On this new version of SO, every chop, flick and cut of the monstrous bass bounce / funk spring (Tony Levin and David Rhodes at their locked-in best) is clearly audible and the fresh impetus this brings almost justifies the price of admission by itself. With no new overdubs and with nothing remixed (anywhere on the album), this state-of-the-art studio reinvigoration is a lesson in how to remaster – buff up, basically – a song that has become dulled through over-familiarity as it approaches middle age. Here, the Viagra spruce-up has the song sounding almost as exciting as it did on first listen in 1986.

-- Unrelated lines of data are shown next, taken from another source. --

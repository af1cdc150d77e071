//! # edml-base
//!
//! Core library for Entity Data Model editing: loads the three coupled EDM
//! XML documents (conceptual CSDL, storage SSDL, mapping MSL), keeps every
//! textual cross-reference between them bound to a concrete model element
//! while the model is edited, and validates the bound graph into runtime
//! metadata with source-mapped errors.
//!
//! ## Module Structure (dependency order)
//!
//! ```text
//! validate  → runtime metadata compilation, error classes, rewrites
//!   ↓
//! xml       → quick-xml document loader (CSDL/SSDL/MSL)
//!   ↓
//! artifact  → document set, transactions, commit-time resolution
//!   ↓
//! resolve   → reference contexts, name normalizers, bindings, scheduler
//!   ↓
//! symbols   → Symbol paths, NormalizedName, SymbolTable
//!   ↓
//! model     → element tree (spaces, kinds, spans)
//!   ↓
//! base      → primitives (Position, Span, LineIndex, events)
//! ```

/// Foundation types: Position, Span, LineIndex, EventEmitter
pub mod base;

/// Element tree: spaces, kinds, arena, span lookup
pub mod model;

/// Symbols: case-insensitive paths, normalized names, symbol table
pub mod symbols;

/// Reference resolution: contexts, normalizers, bindings, scheduler
pub mod resolve;

/// Artifact: per-document-set state, transactions, events
pub mod artifact;

/// XML document loader for CSDL, SSDL and MSL
pub mod xml;

/// Validation: runtime metadata compilation and error reporting
pub mod validate;

// Re-export foundation types
pub use base::{EventEmitter, LineIndex, Position, Span};

// Re-export the commonly needed model/resolution surface
pub use artifact::{Artifact, ArtifactEvent, SchemaVersion, Transaction};
pub use model::{Element, ElementId, ElementKind, ModelSpace, ModelTree};
pub use resolve::{BindingId, BindingStatus, ReferenceContext, SingleItemBinding};
pub use symbols::{NormalizedName, Symbol, SymbolTable};
pub use validate::{CompiledRuntimeModel, ErrorClass, ErrorInfo, Severity, Validator};
pub use xml::LoadError;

SLEDGEHAMMER, sarcastic success-hymn BIG TIME and DON’T GIVE UP aside – and despite the compelling and sinister blankness of WE DO WHAT WE’RE TOLD (MILGRAM’S 37), concerning the 1961 turned-tables psychological torture endurance experiments of Yale professor Stanley Milgram – SO is actually about only three key songs.
RED RAIN is the first of them. Seldom has Gabriel crashed in with such an apocalyptic opening. The skittering hi-hats, the bruised toms and thrashed snare, the cascading piano, the tumbling bass… This is urgent stuff, high tension indeed, a brutal and dynamic way to start the engine, only to then drive the album crashing through the wall seconds later. When the song reaches its end, only Gabriel’s plaintively straining vocals and piano are left in the mix. It’s hugely effective as a counterpoint to the intense drama of the last few minutes. It’s also quite moving.
MERCY STREET, a mood piece of considerable – but beautiful – melancholy, is virtually ambient in all but its setting over a lilting rhythm, which anchors it and allows it to safely float free above. Naming the song after a collection written by American poet Anne Sexton, Gabriel explores her recurring depression by expressing that disconnection as a space between thought and deed – where buildings, cars and “drawers that slide smooth” are each just an unfulfilled idea in somebody’s head. It’s dreamlike and, at the song’s conclusion, when Anne is “with her father, out on a boat, riding the water, riding the waves on the sea”, it’s blurrily vague and curiously devastating.
The third key song is IN YOUR EYES, rumoured to have been written for the actress Rosanna Arquette, with whom Gabriel had become heavily involved. It initially seems a relatively straight-forward love song, though rather clever, musically, and with Gabriel’s usual interesting turns-of-phrase. But the imagery builds with progressive intensity, using spiritual and religious metaphor until we find ourselves at “the doorway to a thousand churches”. It’s an amazingly uplifting piece, only bettered by the SPECIAL MIX mentioned earlier, on which Youssou N’Dour and Nusrat Fateh Ali-Kahn are given longer and freer hand to lift the rapture over-and-above itself. The message is clear so the lyrical sound their native Wolof singing makes is absolutely unnecessary to translate into English. It’s sheer joy – love, in fact – as the pair crash that doorway open and find “the resolution to all the fruitless searches.”
SO changed the course of Peter Gabriel’s life – personally, artistically, financially. This fairly thorough set is an immersive – though incomplete and therefore imperfect – way to examine the album’s legacy. And, much as the unbridled success of the original release paid for the odd dip back into his more usual esoteric ways (Gabriel would never sound so commercial again), the fact that this not inexpensive box has been released at all leaves one wondering what it is that he actually has waiting up his sleeve.